For the hardware component, demographic and OTP based authentication could be initiated from any kind of device capable of creating authentication packet as per UIDAI’s authentication APIs. For biometric authentication, sensor and extractor certified by STQC should be used in the biometric devices. More information on biometric devices can be found in the section on “Biometric Devices”

Application Components on Devices

AUAs should develop authentication application based on its business needs and UIDAI’s authentication API.

  • Best Finger Detection (BFD) application: Success of biometric authentication is dependent on the quality of biometric captured in the authentication request. The quality varies across different fingers of a Aadhaar number holder, amount of pressure applied etc. To ensure that a Aadhaar number holder is on-boarded to the concept of biometric authentication and is aware of which fingers are best suited for biometric authentication, UIDAI has developed a protocol called BFD. If an AUA opts for biometric authentication, it should ensure that the BFD application, as per the BFD API published, is deployed on the devices.
  • OTP application: If an AUA opts for Aadhaar-based OTP authentication, the AUA should build a module for initiating OTP request and integrate the same with its service delivery application. The API for developing OTP request application is available on UIDAI’s websie.As a backup option, the AUA may also guide Aadhaar number holders to generate OTP through UIDAI’s portal, UIDAI’s contact centre or USSD through resident’s registered mobile phone.

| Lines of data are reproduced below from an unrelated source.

use std::sync::Arc;

use axum::{
    extract::{rejection::QueryRejection, Extension, Query},
    http::StatusCode,
    response::IntoResponse,
    routing::get,
    Json, Router,
};

use feeledger_infra::services::DateRange;

use crate::app::errors;
use crate::app::services::AppServices;
use crate::context::{billing_context, ActorContext, TenantContext};

pub fn router() -> Router {
    Router::new()
        .route("/invoices", get(invoice_stats))
        .route("/payments", get(payment_stats))
}

pub async fn invoice_stats(
    Extension(services): Extension<Arc<AppServices>>,
    Extension(tenant): Extension<TenantContext>,
    Extension(actor): Extension<ActorContext>,
) -> axum::response::Response {
    let ctx = billing_context(tenant, actor);
    match services.run(move |engine| engine.invoice_stats(&ctx)).await {
        Ok(stats) => (StatusCode::OK, Json(stats)).into_response(),
        Err(resp) => resp,
    }
}

/// `?from=YYYY-MM-DD&to=YYYY-MM-DD`, both optional and inclusive.
pub async fn payment_stats(
    Extension(services): Extension<Arc<AppServices>>,
    Extension(tenant): Extension<TenantContext>,
    Extension(actor): Extension<ActorContext>,
    query: Result<Query<DateRange>, QueryRejection>,
) -> axum::response::Response {
    let Query(range) = match query {
        Ok(q) => q,
        Err(e) => return errors::query_rejection(e),
    };
    let ctx = billing_context(tenant, actor);
    match services
        .run(move |engine| engine.payment_stats(&ctx, Some(range)))
        .await
    {
        Ok(stats) => (StatusCode::OK, Json(stats)).into_response(),
        Err(resp) => resp,
    }
}
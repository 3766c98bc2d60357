//! Binary search: lower bound over a half-open interval

use crate::trace::{Field, Recorder, Simulation, StateFields};

/// Event tag for the lower-bound search.
#[derive(Debug, Clone, Copy, PartialEq, Eq)]
pub enum LowerBoundEvent {
    /// Probed value was below the target: lo moved past mid.
    MoveLo,
    /// Probed value was >= the target: hi moved to mid.
    MoveHi,
    /// Interval collapsed: lo is the insertion point.
    Settled,
    /// Empty array.
    Degenerate,
}

/// Snapshot for one lower-bound step.
#[derive(Debug, Clone, PartialEq)]
pub struct LowerBoundState {
    pub event: LowerBoundEvent,
    pub lo: usize,
    pub hi: usize,
    pub mid: usize,
    pub probed: i64,
    pub target: i64,
}

impl StateFields for LowerBoundState {
    fn fields(&self) -> Vec<Field> {
        vec![
            Field::new("lo", self.lo.to_string()),
            Field::new("hi", self.hi.to_string()),
            Field::new("mid", self.mid.to_string()),
            Field::new("probed", self.probed.to_string()),
            Field::new("target", self.target.to_string()),
        ]
    }
}

/// Lower bound: the smallest index whose value is >= `target`, or `len` when
/// no such index exists. Works whether or not the target is present.
///
/// Maintains a half-open interval `[lo, hi)` with the invariant that every
/// index below `lo` holds a value below the target and every index at or
/// above `hi` holds a value at or above it.
pub fn simulate_binary_search(nums: &[i64], target: i64) -> Simulation<LowerBoundState, usize> {
    let mut rec = Recorder::new();

    if nums.is_empty() {
        rec.push(
            "empty array: insertion point 0",
            LowerBoundState {
                event: LowerBoundEvent::Degenerate,
                lo: 0,
                hi: 0,
                mid: 0,
                probed: 0,
                target,
            },
        );
        return rec.finish(0);
    }

    let mut lo = 0usize;
    let mut hi = nums.len();

    while lo < hi {
        let mid = lo + (hi - lo) / 2;
        let probed = nums[mid];
        if probed < target {
            rec.push(
                format!("nums[{}] = {} < {}: search right half", mid, probed, target),
                LowerBoundState {
                    event: LowerBoundEvent::MoveLo,
                    lo,
                    hi,
                    mid,
                    probed,
                    target,
                },
            );
            lo = mid + 1;
        } else {
            rec.push(
                format!("nums[{}] = {} >= {}: search left half", mid, probed, target),
                LowerBoundState {
                    event: LowerBoundEvent::MoveHi,
                    lo,
                    hi,
                    mid,
                    probed,
                    target,
                },
            );
            hi = mid;
        }
    }

    rec.push(
        format!("interval collapsed: insertion point {}", lo),
        LowerBoundState {
            event: LowerBoundEvent::Settled,
            lo,
            hi,
            mid: lo,
            probed: nums.get(lo).copied().unwrap_or(0),
            target,
        },
    );
    rec.finish(lo)
}

#[cfg(test)]
mod tests {
    use super::*;

    #[test]
    fn lower_bound_with_duplicates() {
        let sim = simulate_binary_search(&[1, 2, 2, 2, 4, 5], 2);
        assert_eq!(sim.result, 1);
    }

    #[test]
    fn lower_bound_absent_target() {
        let sim = simulate_binary_search(&[1, 3, 5, 7, 9, 11], 8);
        assert_eq!(sim.result, 4); // first value >= 8 is 9 at index 4
    }

    #[test]
    fn lower_bound_past_the_end() {
        let sim = simulate_binary_search(&[1, 2, 3], 10);
        assert_eq!(sim.result, 3);
    }

    #[test]
    fn lower_bound_before_the_start() {
        let sim = simulate_binary_search(&[5, 6, 7], -1);
        assert_eq!(sim.result, 0);
    }

    #[test]
    fn empty_array_single_step() {
        let sim = simulate_binary_search(&[], 4);
        assert_eq!(sim.result, 0);
        assert_eq!(sim.steps.len(), 1);
    }

    #[test]
    fn lower_bound_law_holds_everywhere() {
        let nums = [1, 3, 3, 6, 9, 9, 12];
        for target in -2..15 {
            let expect = nums.iter().position(|&v| v >= target).unwrap_or(nums.len());
            assert_eq!(simulate_binary_search(&nums, target).result, expect);
        }
    }
}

Exception handling provisions

The device application should have provisions to service genuine Aadhaar number holders who may be falsely rejected during biometric authentication. Also, there should be measures to continue service delivery in case of other technological limitations such as network non-availability, device breakdown etc. There should be no denial of service to Aadhaar number holders due to technology limitations. The exception handling mechanisms should be backed up by non-repudiable features to log/audit requests handled through exception handling mechanism to prevent any fraud attempts. This is to ensure the protection of Aadhaar number holder information as specified in the Aadhaar Act 2016 and Aadhaar Authentication Regulations 2016.

Authentication Environment

Authentication devices could be operator-assisted or self-operated. Similarly, the environment in which the authentication devices are deployed could either be managed/monitored by AUA or unmanaged/ not-monitored. While devices in operator-assisted, AUA managed environment would provide highest level of trust, it may not be practical for all authentication purposes.

AUA should make a comprehensive risk assessment while considering the environment factors before finalizing authentication type, security and audit measures, fraud monitoring requirements etc.

Device Operator Training

A large number of authentication devices, especially those initiating biometric authentication requests, are expected to be operator-assisted devices. AUAs should ensure that operators are adequately trained to carry out Aadhaar authentication transactions and also to handle queries from Aadhaar number holders appropriately.

Some key areas that should be part of operators’ training include:

  • Usage of biometric devices and Do’s / Don’ts for capturing good quality biometrics
  • Usage of BFD, process for on-boarding Aadhaar number holders and guiding them for next steps
  • Exception handling processes and ensuring no denial of service to Aadhaar number holders due to technology limitations
  • Communicating appropriately with Aadhaar number holders
  • Fraud monitoring & fraud reporting mechanisms
  • Basic troubleshooting steps and contact details of AUA’s device/application support team

Mandatory Security Requirements

  • PID block captured for Aadhaar authentication should be encrypted during capture and should never be sent in the clear over a network.
  • The encrypted PID block should not be stored unless it is for buffered authentication for a short period of time.
  • Biometric and OTP data captured for the purposes of Aadhaar authentication should not be stored on any permanent storage or database.
  • In the case of operator assisted devices, operators should be authenticated using mechanisms such as password, Aadhaar authentication, etc.